Para esto la riquísima segunda parte del libro se mueve en la dirección que Heidegger había
vislumbrado sin poder seguirla: Agamben primero emprende una aguda arqueología del “dispositivo
aristotélico”, a la vez ontológico y lingüístico, que aísla al sujeto escindiendo esencia y existencia,
para adentrarse luego en el campo aún inexplorado de la “ontología modal”. Si alguna vez el
pensamiento moderno ha arribado a este territorio fue en la correspondencia entre Leibniz y Des
Bosses, y con ese concepto al que Leibniz ha dado el nombre (“inattendu et énigmatique”
[inesperado y enigmático], dirá Charles Blondel) de vinculum substantiale. Caído –con la notable
excepción de Maine de Biran– en un cono de sombra a lo largo del siglo XIX, el vinculum, que para
Leibniz combina la multiplicidad rebosante de mónadas en una substancia, era redescubierto en
1930 precisamente por Blondel (en clave anti-kantiana), y luego por el historiador Alfred Boehm y en
tiempos más recientes por Gilles Deleuze, quien le confió un papel clave en la transición desde la
ontología clásica hacia su “filosofía del haber”. La original estrategia de Agamben apunta más bien al
término “exigencia”: si el vínculo, como decía ya Leibniz, exige a las mónadas, la exigencia debe
sustituir ahora a la substancia como concepto central de la ontología.

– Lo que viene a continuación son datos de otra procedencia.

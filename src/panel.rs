use std::path::Path;
use std::sync::Arc;
use std::time::Duration;

use tracing::{debug, error, info, warn};

use crate::core::config::{ConfigurationResolver, GameProfile};
use crate::core::emit::{HostWindow, Notice, NoticeLevel, PanelEmitter, PanelUpdate};
use crate::core::error::{PanelError, PanelResult};
use crate::core::launch::{LaunchEngine, LaunchOrchestrator, LaunchView, SessionHandle};
use crate::core::mods::ModInventoryScanner;
use crate::core::paths::{default_app_data_root, GamePaths};
use crate::core::settings::JsonSettingsStore;
use crate::core::status::{ServerStatusMonitor, StatusChecker};

const DEFAULT_STATUS_TIMEOUT: Duration = Duration::from_secs(5);

#[derive(Debug, Clone)]
pub struct PanelOptions {
    pub status_timeout: Duration,
    /// See [`LaunchOrchestrator::with_error_grace`].
    pub error_grace: Option<Duration>,
}

impl Default for PanelOptions {
    fn default() -> Self {
        Self {
            status_timeout: DEFAULT_STATUS_TIMEOUT,
            error_grace: None,
        }
    }
}

/// Collaborators the host application provides.
pub struct PanelServices {
    pub engine: Arc<dyn LaunchEngine>,
    pub checker: Arc<dyn StatusChecker>,
    pub emitter: Arc<dyn PanelEmitter>,
    pub window: Arc<dyn HostWindow>,
}

pub struct LauncherPanel {
    resolver: ConfigurationResolver,
    orchestrator: LaunchOrchestrator,
    monitor: ServerStatusMonitor,
    scanner: ModInventoryScanner,
    emitter: Arc<dyn PanelEmitter>,
    options: PanelOptions,
}

impl LauncherPanel {
    pub fn new(resolver: ConfigurationResolver, services: PanelServices, options: PanelOptions) -> Self {
        let mut orchestrator = LaunchOrchestrator::new(
            services.engine,
            Arc::clone(&services.emitter),
            services.window,
        );
        if let Some(grace) = options.error_grace {
            orchestrator = orchestrator.with_error_grace(grace);
        }

        Self {
            resolver,
            orchestrator,
            monitor: ServerStatusMonitor::new(services.checker),
            scanner: ModInventoryScanner,
            emitter: services.emitter,
            options,
        }
    }

    /// Loads the game profile; settings are read from the platform data directory at launch time.
    pub async fn open(
        profile_path: &Path,
        services: PanelServices,
        options: PanelOptions,
    ) -> PanelResult<Self> {
        Self::open_at(&default_app_data_root(), profile_path, services, options).await
    }

    pub async fn open_at(
        app_data_root: &Path,
        profile_path: &Path,
        services: PanelServices,
        options: PanelOptions,
    ) -> PanelResult<Self> {
        let profile = GameProfile::load(profile_path).await?;
        let paths = GamePaths::new(app_data_root, &profile.data_directory);
        let store = JsonSettingsStore::new(paths.settings_file());
        info!(
            "Panel using install root {:?}, settings {:?}",
            paths.install_root(),
            store.path()
        );

        let resolver = ConfigurationResolver::new(Arc::new(store), profile, paths);
        Ok(Self::new(resolver, services, options))
    }

    pub fn orchestrator(&self) -> &LaunchOrchestrator {
        &self.orchestrator
    }

    /// Status poll and mod scan, run side by side. Never fails; both degrade to empty displays.
    pub async fn initialize(&self) {
        let endpoint = &self.resolver.profile().status;
        let mods_dir = self.resolver.paths().mods_dir();

        let (status, inventory) = tokio::join!(
            self.monitor
                .poll(&endpoint.address, endpoint.port, self.options.status_timeout),
            self.scanner.scan(&mods_dir),
        );
        info!(
            "Panel ready: server {} ({} players), {} mods",
            status.label(),
            status.player_count,
            inventory.files().len()
        );

        self.emitter.emit(PanelUpdate::ServerStatus(status));
        self.emitter.emit(PanelUpdate::Mods(inventory));
        if self.orchestrator.active_session().is_none() {
            self.emitter.emit(PanelUpdate::Launch(LaunchView::idle()));
        }
    }

    /// Resolves settings and starts a session.
    ///
    /// Configuration problems are shown as a blocking notice; the launch control stays enabled.
    pub async fn launch(&self) -> PanelResult<SessionHandle> {
        if let Some(active) = self.orchestrator.active_session() {
            debug!("Launch ignored, session {} still running", active);
            return Err(PanelError::LaunchRejected(active));
        }

        let config = match self.resolver.resolve().await {
            Ok(config) => config,
            Err(err) => {
                warn!("Cannot launch: {}", err);
                self.emitter.emit(PanelUpdate::Notice(Notice {
                    level: NoticeLevel::Blocking,
                    message: err.to_string(),
                }));
                return Err(err);
            }
        };

        match self.orchestrator.start_launch(config).await {
            Ok(handle) => Ok(handle),
            Err(err @ PanelError::LaunchRejected(_)) => {
                debug!("Launch ignored: {}", err);
                Err(err)
            }
            Err(err) => {
                error!("Launch failed to start: {}", err);
                Err(err)
            }
        }
    }
}
// ─── Server Status ───
// One-shot reachability probe for the game server shown on the panel.
// Failures never leave this module: the panel just shows "offline".

use std::sync::Arc;
use std::time::Duration;

use async_trait::async_trait;
use chrono::{DateTime, Utc};
use serde::Serialize;
use tracing::{debug, warn};

use crate::core::error::{PanelError, PanelResult};

/// What the status-check collaborator reports for a reachable server.
#[derive(Debug, Clone, PartialEq, Eq)]
pub struct StatusReply {
    pub player_count: u32,
    pub latency_ms: Option<u64>,
}

#[async_trait]
pub trait StatusChecker: Send + Sync {
    async fn check_status(&self, address: &str, port: u16) -> PanelResult<StatusReply>;
}

#[derive(Debug, Clone, Serialize, PartialEq)]
pub struct ServerStatus {
    pub reachable: bool,
    pub player_count: u32,
    pub latency_ms: Option<u64>,
    pub last_checked_at: DateTime<Utc>,
}

impl ServerStatus {
    pub fn offline() -> Self {
        Self {
            reachable: false,
            player_count: 0,
            latency_ms: None,
            last_checked_at: Utc::now(),
        }
    }

    pub fn label(&self) -> String {
        match (self.reachable, self.latency_ms) {
            (true, Some(ms)) => format!("Online - {}ms", ms),
            (true, None) => "Online".to_string(),
            (false, _) => "Offline".to_string(),
        }
    }
}

pub struct ServerStatusMonitor {
    checker: Arc<dyn StatusChecker>,
}

impl ServerStatusMonitor {
    pub fn new(checker: Arc<dyn StatusChecker>) -> Self {
        Self { checker }
    }

    pub async fn poll(&self, address: &str, port: u16, timeout: Duration) -> ServerStatus {
        let outcome = tokio::time::timeout(timeout, self.checker.check_status(address, port))
            .await
            .unwrap_or_else(|_| {
                Err(PanelError::Network(format!(
                    "no answer within {} ms",
                    timeout.as_millis()
                )))
            });

        match outcome {
            Ok(reply) => {
                debug!(
                    "Server {}:{} online with {} players",
                    address, port, reply.player_count
                );
                ServerStatus {
                    reachable: true,
                    player_count: reply.player_count,
                    latency_ms: reply.latency_ms,
                    last_checked_at: Utc::now(),
                }
            }
            Err(err) => {
                warn!("Server {}:{} treated as offline: {}", address, port, err);
                ServerStatus::offline()
            }
        }
    }
}
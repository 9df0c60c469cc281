mod filter_config;
mod label_threshold;

pub use filter_config::{
    default_config_path, FilterConfig, DEFAULT_DUPLICATE_IOU_THRESHOLD, DEFAULT_MAX_AREA,
    DEFAULT_MAX_ASPECT_RATIO, DEFAULT_MIN_AREA, DEFAULT_MIN_ASPECT_RATIO,
};
pub use label_threshold::LabelThreshold;
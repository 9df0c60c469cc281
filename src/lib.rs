mod utils;
mod error;
pub mod data;
pub mod detection_processing;
pub mod common;

pub use error::GeometryError;

pub type Result<T, E = GeometryError> = std::result::Result<T, E>;
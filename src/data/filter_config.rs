use std::fmt;
use std::path::{Path, PathBuf};
use anyhow::Context;
use serde::{Deserialize, Serialize};
use crate::data::LabelThreshold;

pub const DEFAULT_MIN_AREA: f32 = 0.001;
pub const DEFAULT_MAX_AREA: f32 = 1.0;
pub const DEFAULT_MIN_ASPECT_RATIO: f32 = 0.1;
pub const DEFAULT_MAX_ASPECT_RATIO: f32 = 10.0;
pub const DEFAULT_DUPLICATE_IOU_THRESHOLD: f32 = 0.5;

const APP_DIR: &str = "lab_detect";
const CONFIG_FILE_NAME: &str = "filter_config.json";

/// `<config_dir>/lab_detect/filter_config.json`, e.g. `~/.config/lab_detect/filter_config.json`.
pub fn default_config_path() -> anyhow::Result<PathBuf> {
    let mut path = dirs::config_dir().ok_or_else(|| {
        anyhow::anyhow!("Unsupported operating system. Supported OS: Linux, MacOS, Windows.")
    })?;
    path.push(APP_DIR);
    path.push(CONFIG_FILE_NAME);
    Ok(path)
}

/// Settings for [`crate::detection_processing::process_detections`].
///
/// Every field is optional in the JSON form; missing ones take the defaults.
#[derive(Debug, Clone, PartialEq, Serialize, Deserialize)]
#[serde(default)]
pub struct FilterConfig {
    pub min_area: f32,
    pub max_area: f32,
    pub min_aspect_ratio: f32,
    pub max_aspect_ratio: f32,
    pub duplicate_iou_threshold: f32,
    /// Sort by descending confidence before suppression, so the strongest
    /// detection of an overlapping group survives.
    pub sort_by_confidence: bool,
    /// Keep at most this many detections (after sorting, before the pairwise pass).
    pub max_detections: Option<usize>,
    pub label_thresholds: Vec<LabelThreshold>,
}

impl Default for FilterConfig {
    fn default() -> Self {
        Self {
            min_area: DEFAULT_MIN_AREA,
            max_area: DEFAULT_MAX_AREA,
            min_aspect_ratio: DEFAULT_MIN_ASPECT_RATIO,
            max_aspect_ratio: DEFAULT_MAX_ASPECT_RATIO,
            duplicate_iou_threshold: DEFAULT_DUPLICATE_IOU_THRESHOLD,
            sort_by_confidence: false,
            max_detections: None,
            label_thresholds: Vec::new(),
        }
    }
}

impl FilterConfig {
    pub fn with_area_range(mut self, min_area: f32, max_area: f32) -> Self {
        self.min_area = min_area;
        self.max_area = max_area;
        self
    }

    pub fn with_aspect_ratio_range(mut self, min_ratio: f32, max_ratio: f32) -> Self {
        self.min_aspect_ratio = min_ratio;
        self.max_aspect_ratio = max_ratio;
        self
    }

    pub fn with_duplicate_iou_threshold(mut self, threshold: f32) -> Self {
        self.duplicate_iou_threshold = threshold;
        self
    }

    pub fn with_sort_by_confidence(mut self, sort: bool) -> Self {
        self.sort_by_confidence = sort;
        self
    }

    pub fn with_max_detections(mut self, max: usize) -> Self {
        self.max_detections = Some(max);
        self
    }

    pub fn with_label_threshold(mut self, threshold: LabelThreshold) -> Self {
        self.label_thresholds.push(threshold);
        self
    }

    pub fn from_json_str(json: &str) -> anyhow::Result<Self> {
        serde_json::from_str(json).context("Failed to parse filter config")
    }

    pub fn load<P: AsRef<Path>>(path: P) -> anyhow::Result<Self> {
        let path = path.as_ref();
        let json = std::fs::read_to_string(path)
            .with_context(|| format!("Failed to read filter config {}", path.display()))?;
        let config = Self::from_json_str(&json)?;
        log::debug!("Loaded filter config from {}:\n{}", path.display(), config);
        Ok(config)
    }

    /// Loads [`default_config_path`], or the defaults when that file does not exist.
    pub fn load_default() -> anyhow::Result<Self> {
        Self::load_or_default(default_config_path()?)
    }

    /// Loads `path`, or returns the defaults when it does not exist.
    pub fn load_or_default<P: AsRef<Path>>(path: P) -> anyhow::Result<Self> {
        let path = path.as_ref();
        if !path.exists() {
            log::info!("No filter config at {}, using defaults", path.display());
            return Ok(Self::default());
        }
        Self::load(path)
    }

    pub fn save<P: AsRef<Path>>(&self, path: P) -> anyhow::Result<()> {
        let path = path.as_ref();
        if let Some(parent) = path.parent() {
            std::fs::create_dir_all(parent)
                .with_context(|| format!("Failed to create {}", parent.display()))?;
        }
        let json = serde_json::to_string_pretty(self)?;
        std::fs::write(path, json)
            .with_context(|| format!("Failed to write filter config {}", path.display()))?;
        Ok(())
    }
}

impl fmt::Display for FilterConfig {
    fn fmt(&self, f: &mut fmt::Formatter<'_>) -> fmt::Result {
        write!(f, "Area Range: [{}, {}]\n\
        Aspect Ratio Range: [{}, {}]\n\
        Duplicate IoU Threshold: {}\n\
        Sort By Confidence: {}\n\
        Max Detections: {:?}\n\
        Label Thresholds: {}",
               self.min_area, self.max_area,
               self.min_aspect_ratio, self.max_aspect_ratio,
               self.duplicate_iou_threshold, self.sort_by_confidence,
               self.max_detections, self.label_thresholds.len())
    }
}
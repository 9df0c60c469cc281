//! Batch clean-up of detector output.
//!
//! Every pass takes the detections by value and returns the survivors in
//! their original relative order, unless the pass is a sort.
pub mod nms;

use std::time::Instant;
use crate::common::DetectionResult;
use crate::data::{FilterConfig, LabelThreshold};
use crate::detection_processing::nms::Nms;
use crate::utils::trace;

pub use crate::data::{
    DEFAULT_DUPLICATE_IOU_THRESHOLD, DEFAULT_MAX_AREA, DEFAULT_MAX_ASPECT_RATIO,
    DEFAULT_MIN_AREA, DEFAULT_MIN_ASPECT_RATIO,
};

/// Keeps detections whose box area lies in `[min_area, max_area]`.
///
/// The usual bounds are [`DEFAULT_MIN_AREA`] and [`DEFAULT_MAX_AREA`].
pub fn filter_by_area(results: Vec<DetectionResult>, min_area: f32, max_area: f32) -> Vec<DetectionResult> {
    let before = results.len();
    let kept: Vec<DetectionResult> = results
        .into_iter()
        .filter(|r| {
            let area = r.bbox.area();
            area >= min_area && area <= max_area
        })
        .collect();
    log::debug!("filter_by_area [{}, {}]: {} -> {}", min_area, max_area, before, kept.len());
    kept
}

/// Keeps detections whose box aspect ratio lies in `[min_ratio, max_ratio]`.
///
/// Boxes with no height have an aspect ratio of `0` and only pass when
/// `min_ratio <= 0`. The usual bounds are [`DEFAULT_MIN_ASPECT_RATIO`] and
/// [`DEFAULT_MAX_ASPECT_RATIO`].
pub fn filter_by_aspect_ratio(results: Vec<DetectionResult>, min_ratio: f32, max_ratio: f32) -> Vec<DetectionResult> {
    let before = results.len();
    let kept: Vec<DetectionResult> = results
        .into_iter()
        .filter(|r| {
            let ratio = r.bbox.aspect_ratio();
            ratio >= min_ratio && ratio <= max_ratio
        })
        .collect();
    log::debug!("filter_by_aspect_ratio [{}, {}]: {} -> {}", min_ratio, max_ratio, before, kept.len());
    kept
}

pub fn filter_by_confidence(results: Vec<DetectionResult>, min_confidence: f32) -> Vec<DetectionResult> {
    let before = results.len();
    let kept: Vec<DetectionResult> = results
        .into_iter()
        .filter(|r| r.confidence >= min_confidence)
        .collect();
    log::debug!("filter_by_confidence >= {}: {} -> {}", min_confidence, before, kept.len());
    kept
}

/// Applies per-class confidence thresholds.
///
/// A detection is dropped when a threshold exists for its class and its
/// confidence is below it. Classes without a threshold pass through.
pub fn filter_by_labels(results: Vec<DetectionResult>, thresholds: &[LabelThreshold]) -> Vec<DetectionResult> {
    if thresholds.is_empty() {
        return results;
    }
    let before = results.len();
    let kept: Vec<DetectionResult> = results
        .into_iter()
        .filter(|r| {
            thresholds
                .iter()
                .filter(|t| t.matches(&r.class_name))
                .all(|t| t.passes(r.confidence))
        })
        .collect();
    log::debug!("filter_by_labels ({} thresholds): {} -> {}", thresholds.len(), before, kept.len());
    kept
}

/// Greedy, order-dependent duplicate suppression.
///
/// Walks `results` in order and accepts a candidate unless an already
/// accepted item overlaps it with `IoU > threshold`. Earlier items win
/// regardless of confidence; sort first (or use [`non_max_suppression`]) for
/// highest-confidence-wins behaviour. O(n²) in the input size.
pub fn remove_duplicates<T: Nms>(results: Vec<T>, threshold: f32) -> Vec<T> {
    let before = results.len();
    let mut kept: Vec<T> = Vec::with_capacity(before);
    for candidate in results {
        if kept.iter().any(|accepted| accepted.iou(&candidate) > threshold) {
            continue;
        }
        kept.push(candidate);
    }
    log::debug!("remove_duplicates (iou > {}): {} -> {}", threshold, before, kept.len());
    kept
}

/// Stable sort by descending confidence. Ties keep their input order.
pub fn sort_by_confidence<T: Nms>(mut results: Vec<T>) -> Vec<T> {
    results.sort_by(|a, b| b.confidence().total_cmp(&a.confidence()));
    results
}

/// Confidence-aware suppression: the strongest item of each overlapping
/// group survives.
pub fn non_max_suppression<T: Nms>(results: Vec<T>, threshold: f32) -> Vec<T> {
    remove_duplicates(sort_by_confidence(results), threshold)
}

/// Keeps the first `k` items. Combine with [`sort_by_confidence`] for a top-K.
pub fn top_k<T>(mut results: Vec<T>, k: usize) -> Vec<T> {
    results.truncate(k);
    results
}

/// Runs the full clean-up described by `config`.
///
/// Order: label thresholds, optional confidence sort, optional top-K cap,
/// area filter, aspect-ratio filter, duplicate removal.
pub fn process_detections(results: Vec<DetectionResult>, config: &FilterConfig) -> Vec<DetectionResult> {
    let now = Instant::now();
    let mut elapsed = now.elapsed();

    let out_of_range = results.iter().filter(|r| !r.has_valid_confidence()).count();
    if out_of_range > 0 {
        log::warn!("{} detection(s) have a confidence outside [0, 1]", out_of_range);
    }

    let mut results = filter_by_labels(results, &config.label_thresholds);
    elapsed = trace("FILTER", "labels", now, elapsed);

    if config.sort_by_confidence {
        results = sort_by_confidence(results);
        elapsed = trace("FILTER", "sort", now, elapsed);
    }

    if let Some(max) = config.max_detections {
        results = top_k(results, max);
    }

    results = filter_by_area(results, config.min_area, config.max_area);
    results = filter_by_aspect_ratio(results, config.min_aspect_ratio, config.max_aspect_ratio);
    elapsed = trace("FILTER", "geometry", now, elapsed);

    results = remove_duplicates(results, config.duplicate_iou_threshold);
    trace("FILTER", "duplicates", now, elapsed);

    results
}
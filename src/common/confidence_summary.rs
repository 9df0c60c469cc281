use serde::{Deserialize, Serialize};
use crate::common::DetectionResult;

/// Aggregate statistics over a list of confidence scores.
#[derive(Default, Debug, Clone, Copy, PartialEq, Serialize, Deserialize)]
pub struct ConfidenceSummary {
    pub average: f32,
    pub maximum: f32,
    pub minimum: f32,
    pub standard_deviation: f32,
}

impl ConfidenceSummary {
    /// Summarizes `scores`. An empty slice gives an all-zero summary.
    ///
    /// The deviation is the population one (divides by `n`, not `n - 1`).
    pub fn summarize(scores: &[f32]) -> Self {
        if scores.is_empty() {
            return Self::default();
        }

        let n = scores.len() as f32;
        let average = scores.iter().sum::<f32>() / n;
        let maximum = scores.iter().copied().fold(f32::NEG_INFINITY, f32::max);
        let minimum = scores.iter().copied().fold(f32::INFINITY, f32::min);
        let variance = scores
            .iter()
            .map(|s| (s - average).powi(2))
            .sum::<f32>() / n;

        Self {
            average,
            maximum,
            minimum,
            standard_deviation: variance.sqrt(),
        }
    }

    pub fn from_detections(detections: &[DetectionResult]) -> Self {
        let scores: Vec<f32> = detections.iter().map(|d| d.confidence).collect();
        Self::summarize(&scores)
    }
}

El ser no se apropia de los
modos de ser, sino que los exige, se despliega en ellos, no es más que sus modificaciones. La vida
no es más que su forma y la forma –según la bella expresión de Vittorino– se genera viviendo.
Todas las oposiciones (existencia/esencia, potencia/acto, etc.) sobre las que estaba
construida la tradición metafísica devienen así revocadas, y con ellas todas las particiones sobre las
cuales, con un proyecto correspondiente, la filosofía política a lo largo de los siglos ha desarrollado y
nutrido el dispositivo de la soberanía (vida desnuda/poder; oikos/polis; violencia/orden;
multitud/pueblo). En la forma-de-vida, en la vida que se forma o se genera viviendo, zoè y bios no
están ya más en una relación de oposición, sino que “se contraen la una sobre la otra”, entrando en
contacto. Agamben retoma esta palabra de Giorgio Colli en su significado técnico: el contacto es “un
vacío de representación” (donde representación significa a su vez, para Colli, “una relación simple”).
Ahora, «Homo sacer, I» enseñaba que la forma pura de la relación es el bando soberano. Llegar, en
el uso o en el contacto, más allá de la relación, quiere decir así, traspasar verdaderamente un umbral
ontológico-político, pensar a la vez el ser y la política ya no más como una relación o representación.